On est parti en voiture, on a cherché, on a trouvé. Ça sappelle la préproduction.

 

— Alisa Chitikova, qui joue le rôle de Lioubov dans le film, a couru toute nue quelques kilomètres dans le froid…

Oui, c’était du vrai sadisme de ma part… Alisa est très fine, elle s’est abîmé les pieds. Elle est aussi tombée gravement malade. Mais en définitive, elle était contente ; vous pouvez lui poser la question.

 

— Saviez-vous dès le départ que le rôle du quasi-prophète serait joué par votre fils ?

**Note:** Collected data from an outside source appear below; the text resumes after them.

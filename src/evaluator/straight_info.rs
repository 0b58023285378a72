use crate::cards::Rank;

/// Whether five ranks form a run in base order.
///
/// A run must appear inside [`Rank::ORDER`] ("A23456789TJQK"), so A-2-3-4-5
/// is a run and T-J-Q-K-A is not.
#[derive(Debug, Clone, Copy, PartialEq, Eq)]
pub struct StraightInfo {
    pub is_straight: bool,
}

impl StraightInfo {
    /// Ranks may be given in any order.
    pub fn detect(ranks: &[Rank; 5]) -> Self {
        let mut indices = ranks.map(Rank::index);
        indices.sort_unstable();
        let is_straight = indices.windows(2).all(|w| w[1] == w[0] + 1);
        StraightInfo { is_straight }
    }
}
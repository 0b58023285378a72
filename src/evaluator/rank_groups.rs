use crate::cards::Rank;

/// Occurrence count of each rank in a hand, indexed by base rank order.
///
/// Example: 2 2 3 3 3 has counts {2: 2, 3: 3} and shape [2, 3].
#[derive(Debug, Clone, PartialEq, Eq)]
pub struct RankGroups {
    counts: [u8; 13],
}

impl RankGroups {
    pub fn from_ranks(ranks: &[Rank]) -> Self {
        let mut counts = [0u8; 13];
        for rank in ranks {
            counts[rank.index() as usize] += 1;
        }
        Self { counts }
    }

    /// The non-zero counts sorted ascending.
    pub fn shape(&self) -> Vec<u8> {
        let mut shape: Vec<u8> = self.counts.iter().copied().filter(|&c| c > 0).collect();
        shape.sort_unstable();
        shape
    }

    pub fn has_shape(&self, expected: &[u8]) -> bool {
        self.shape() == expected
    }

    /// One bit per rank present, bit `i` for base index `i`.
    pub fn mask(&self) -> u16 {
        self.counts
            .iter()
            .enumerate()
            .filter(|(_, c)| **c > 0)
            .fold(0u16, |mask, (i, _)| mask | (1u16 << i))
    }

    #[cfg(test)]
    pub fn count(&self, rank: Rank) -> u8 {
        self.counts[rank.index() as usize]
    }
}

/// Rank mask of exactly {A, T, J, Q, K}.
pub const ROYAL_MASK: u16 = (1u16 << Rank::Ace.index())
    | (1u16 << Rank::Ten.index())
    | (1u16 << Rank::Jack.index())
    | (1u16 << Rank::Queen.index())
    | (1u16 << Rank::King.index());
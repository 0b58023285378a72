use crate::cards::Card;

/// Whether all cards share one suit.
#[derive(Debug, Clone, Copy, PartialEq, Eq)]
pub struct SuitInfo {
    pub is_flush: bool,
}

impl SuitInfo {
    pub fn detect(cards: &[Card; 5]) -> Self {
        let first_suit = cards[0].suit();
        SuitInfo { is_flush: cards.iter().all(|c| c.suit() == first_suit) }
    }
}
//! draw-poker: five-card hand classification and draw replacement search
//!
//! Goals:
//! - Classify a five-card hand into one of ten categories, strongest first
//! - Find the best hand reachable by swapping held cards for the leading cards
//!   of a replacement deck
//! - No panics for invalid input; use `Result` for recoverable errors
//!
//! Ranks use a base order with the ace low (`A23456789TJQK`). A run is a
//! straight only if it appears in that order, so an offsuit ten-to-ace run is
//! classified as highest card. The ace plays high only when two highest-card
//! hands are compared.
//!
//! ## Quick start
//! ```
//! use draw_poker::deck::Deck;
//! use draw_poker::evaluator::{classify, Category};
//! use draw_poker::hand::Hand;
//! use draw_poker::search::search;
//!
//! let hand: Hand = "2h ad 5h ac 7h".parse().unwrap();
//! let deck: Deck = "ah 6h 9h 4h 3c".parse().unwrap();
//!
//! assert_eq!(classify(&hand), Category::OnePair);
//! let best = search(&hand, &deck);
//! assert_eq!(classify(&best), Category::Flush);
//! ```
//!
//! ## CLI
//! ```sh
//! cargo run --bin draw-poker -- --hand "th jh qc qd qs" --deck "qh kh ah 2s 6s"
//! ```

pub mod cards;
pub mod comparator;
pub mod deck;
pub mod evaluator;
pub mod hand;
pub mod search;

/// Library version
pub const VERSION: &str = env!("CARGO_PKG_VERSION");
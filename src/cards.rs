use std::cmp::Ordering;
use std::fmt;
use std::str::FromStr;

/// Card ranks in base order, Ace (low) to King (high).
///
/// The base order drives straight detection. The highest-card tie-break uses a
/// different order where the ace plays high, see [`Rank::high_value`].
#[derive(Debug, Clone, Copy, PartialEq, Eq, Hash)]
#[repr(u8)]
pub enum Rank {
    Ace = 0,
    Two = 1,
    Three = 2,
    Four = 3,
    Five = 4,
    Six = 5,
    Seven = 6,
    Eight = 7,
    Nine = 8,
    Ten = 9,
    Jack = 10,
    Queen = 11,
    King = 12,
}

impl Rank {
    /// All ranks in base order.
    pub const ALL: [Rank; 13] = [
        Rank::Ace,
        Rank::Two,
        Rank::Three,
        Rank::Four,
        Rank::Five,
        Rank::Six,
        Rank::Seven,
        Rank::Eight,
        Rank::Nine,
        Rank::Ten,
        Rank::Jack,
        Rank::Queen,
        Rank::King,
    ];

    /// Rank symbols in base order. A run of ranks is a straight only if it
    /// appears in this string.
    pub const ORDER: &'static str = "A23456789TJQK";

    /// Position in the base order (Ace = 0, King = 12).
    pub const fn index(self) -> u8 {
        self as u8
    }

    /// Strength with the ace playing high (Two = 1 .. King = 12, Ace = 13).
    pub const fn high_value(self) -> u8 {
        match self {
            Rank::Ace => 13,
            r => r as u8,
        }
    }

    pub const fn to_char(self) -> char {
        match self {
            Rank::Ace => 'A',
            Rank::Two => '2',
            Rank::Three => '3',
            Rank::Four => '4',
            Rank::Five => '5',
            Rank::Six => '6',
            Rank::Seven => '7',
            Rank::Eight => '8',
            Rank::Nine => '9',
            Rank::Ten => 'T',
            Rank::Jack => 'J',
            Rank::Queen => 'Q',
            Rank::King => 'K',
        }
    }
}

impl fmt::Display for Rank {
    fn fmt(&self, f: &mut fmt::Formatter<'_>) -> fmt::Result {
        write!(f, "{}", self.to_char())
    }
}

impl TryFrom<char> for Rank {
    type Error = CardError;
    fn try_from(c: char) -> Result<Self, Self::Error> {
        match c.to_ascii_uppercase() {
            'A' => Ok(Rank::Ace),
            '2' => Ok(Rank::Two),
            '3' => Ok(Rank::Three),
            '4' => Ok(Rank::Four),
            '5' => Ok(Rank::Five),
            '6' => Ok(Rank::Six),
            '7' => Ok(Rank::Seven),
            '8' => Ok(Rank::Eight),
            '9' => Ok(Rank::Nine),
            'T' => Ok(Rank::Ten),
            'J' => Ok(Rank::Jack),
            'Q' => Ok(Rank::Queen),
            'K' => Ok(Rank::King),
            _ => Err(CardError::InvalidRank(c)),
        }
    }
}

/// The four suits. Suits carry no order.
#[derive(Debug, Clone, Copy, PartialEq, Eq, Hash)]
pub enum Suit {
    Hearts,
    Spades,
    Clubs,
    Diamonds,
}

impl Suit {
    pub const ALL: [Suit; 4] = [Suit::Hearts, Suit::Spades, Suit::Clubs, Suit::Diamonds];

    pub const fn to_char(self) -> char {
        match self {
            Suit::Hearts => 'h',
            Suit::Spades => 's',
            Suit::Clubs => 'c',
            Suit::Diamonds => 'd',
        }
    }
}

impl fmt::Display for Suit {
    fn fmt(&self, f: &mut fmt::Formatter<'_>) -> fmt::Result {
        write!(f, "{}", self.to_char())
    }
}

impl TryFrom<char> for Suit {
    type Error = CardError;
    fn try_from(c: char) -> Result<Self, Self::Error> {
        match c.to_ascii_lowercase() {
            'h' => Ok(Suit::Hearts),
            's' => Ok(Suit::Spades),
            'c' => Ok(Suit::Clubs),
            'd' => Ok(Suit::Diamonds),
            _ => Err(CardError::InvalidSuit(c)),
        }
    }
}

#[derive(thiserror::Error, Debug, Clone, PartialEq, Eq)]
#[non_exhaustive]
pub enum CardError {
    #[error("invalid rank: '{0}'")]
    InvalidRank(char),
    #[error("invalid suit: '{0}'")]
    InvalidSuit(char),
    #[error("invalid card: '{0}'")]
    InvalidToken(String),
    #[error("cannot order {left} and {right}: suits differ")]
    IncomparableSuits { left: Card, right: Card },
}

/// A playing card: rank + suit.
///
/// Two cards are ordered only when they share a suit, so `partial_cmp` returns
/// `None` across suits.
///
/// ```
/// use draw_poker::cards::{Card, Rank, Suit};
///
/// let ten = Card::new(Rank::Ten, Suit::Hearts);
/// let king = Card::new(Rank::King, Suit::Hearts);
/// assert_eq!(ten.to_string(), "Th");
/// assert!(ten < king);
/// assert_eq!(ten.partial_cmp(&Card::new(Rank::King, Suit::Spades)), None);
/// ```
#[derive(Debug, Clone, Copy, PartialEq, Eq, Hash)]
pub struct Card {
    rank: Rank,
    suit: Suit,
}

impl Card {
    pub const fn new(rank: Rank, suit: Suit) -> Self {
        Self { rank, suit }
    }

    /// Build a card from its rank and suit symbols, validating both.
    pub fn from_symbols(rank: char, suit: char) -> Result<Self, CardError> {
        Ok(Self::new(Rank::try_from(rank)?, Suit::try_from(suit)?))
    }

    pub const fn rank(self) -> Rank {
        self.rank
    }
    pub const fn suit(self) -> Suit {
        self.suit
    }

    /// Compare by base rank order. Fails for cards of different suits.
    pub fn try_cmp(&self, other: &Card) -> Result<Ordering, CardError> {
        self.partial_cmp(other)
            .ok_or(CardError::IncomparableSuits { left: *self, right: *other })
    }
}

impl PartialOrd for Card {
    fn partial_cmp(&self, other: &Self) -> Option<Ordering> {
        if self.suit != other.suit {
            return None;
        }
        Some(self.rank.index().cmp(&other.rank.index()))
    }
}

impl fmt::Display for Card {
    fn fmt(&self, f: &mut fmt::Formatter<'_>) -> fmt::Result {
        write!(f, "{}{}", self.rank, self.suit)
    }
}

impl FromStr for Card {
    type Err = CardError;
    fn from_str(s: &str) -> Result<Self, Self::Err> {
        let mut chars = s.trim().chars();
        match (chars.next(), chars.next(), chars.next()) {
            (Some(rank), Some(suit), None) => Card::from_symbols(rank, suit),
            _ => Err(CardError::InvalidToken(s.to_string())),
        }
    }
}

/// Parse whitespace-separated two-character card tokens.
///
/// ```
/// use draw_poker::cards::{parse_cards, Card, Rank, Suit};
///
/// let cards = parse_cards("th jh  qc").unwrap();
/// assert_eq!(cards.len(), 3);
/// assert_eq!(cards[0], Card::new(Rank::Ten, Suit::Hearts));
/// assert_eq!(cards[2], Card::new(Rank::Queen, Suit::Clubs));
/// ```
pub fn parse_cards(input: &str) -> Result<Vec<Card>, CardError> {
    input.split_whitespace().map(Card::from_str).collect()
}
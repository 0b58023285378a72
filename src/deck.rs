use crate::cards::{parse_cards, Card, CardError};
use std::str::FromStr;

/// Replacement cards, drawn in order from the front.
///
/// The deck is never consumed by a search; every discard size draws from the
/// same leading cards.
#[derive(Debug, Clone, Default, PartialEq, Eq)]
pub struct Deck {
    cards: Vec<Card>,
}

impl Deck {
    /// ```
    /// use draw_poker::deck::Deck;
    ///
    /// let deck: Deck = "qh kh ah".parse().unwrap();
    /// assert_eq!(deck.len(), 3);
    /// assert_eq!(deck.leading(2).unwrap().len(), 2);
    /// assert!(deck.leading(4).is_none());
    /// ```
    pub fn new(cards: Vec<Card>) -> Self {
        Self { cards }
    }

    pub fn len(&self) -> usize {
        self.cards.len()
    }

    pub fn is_empty(&self) -> bool {
        self.cards.is_empty()
    }

    pub fn as_slice(&self) -> &[Card] {
        &self.cards
    }

    /// The first `n` cards, or `None` if the deck is shorter than `n`.
    pub fn leading(&self, n: usize) -> Option<&[Card]> {
        self.cards.get(..n)
    }
}

impl From<Vec<Card>> for Deck {
    fn from(cards: Vec<Card>) -> Self {
        Self::new(cards)
    }
}

impl FromStr for Deck {
    type Err = CardError;
    fn from_str(s: &str) -> Result<Self, Self::Err> {
        parse_cards(s).map(Self::new)
    }
}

L’idée du personnage est venue d’emblée, mais je n’étais pas sûr de le faire jouer par mon fils. Pourtant il s’est avéré très en phase avec le rôle. Il a tout dit normalement, il n’a rien surjoué.

 

— Sans parler des héros principaux, il y a même dans les petits rôles des gens que vous connaissez, comme le critique de cinéma Cholokhov ou la réalisatrice Avdotya Smirnova. C’était important pour vous de réunir tous vos amis proches ?

Ce sont des connaissances, et même des gens que je connais depuis longtemps. Mais je ne dirais pas qu’ils sont mes amis proches. Je me sens beaucoup plus proche des bandits.

 

— Dans le film, vous racontez une histoire de lac noir et de bottes blanches et vous ajoutez « J’ai alors compris comment je mourrai ».

C’est une histoire vraie. Tout y est vrai. En réalité, il y a aussi une chose inventée, puis deux, puis tout. C’est un genre : le réalisme fantastique. Quand tout est absolument réel, mais que l’histoire est fantastique.

 

— Votre intervention en tant qu’acteur est-elle liée à une volonté de donner au film la forme d’une déclaration personnelle ?

Je veux que tout soit authentique. Que les gens y croient. C’est pourquoi j’ai pensé : pourquoi ne pas jouer moi-même ? Et j’ai joué. Sania a joué le rôle de celui qu’il était plus jeune, bien qu’il y ait longtemps qu’il n’est plus un bandit, mais un homme d’affaires en Finlande. De même Yourka n’est absolument pas alcoolique, il a arrêté de boire à 28 ans. Mais ils connaissent le système et le fondement, et il est important pour moi que les gens sachent qui est en train de jouer.

 

— Vous pensez en ce moment à un nouveau film sur la jeunesse de bandit de Staline ?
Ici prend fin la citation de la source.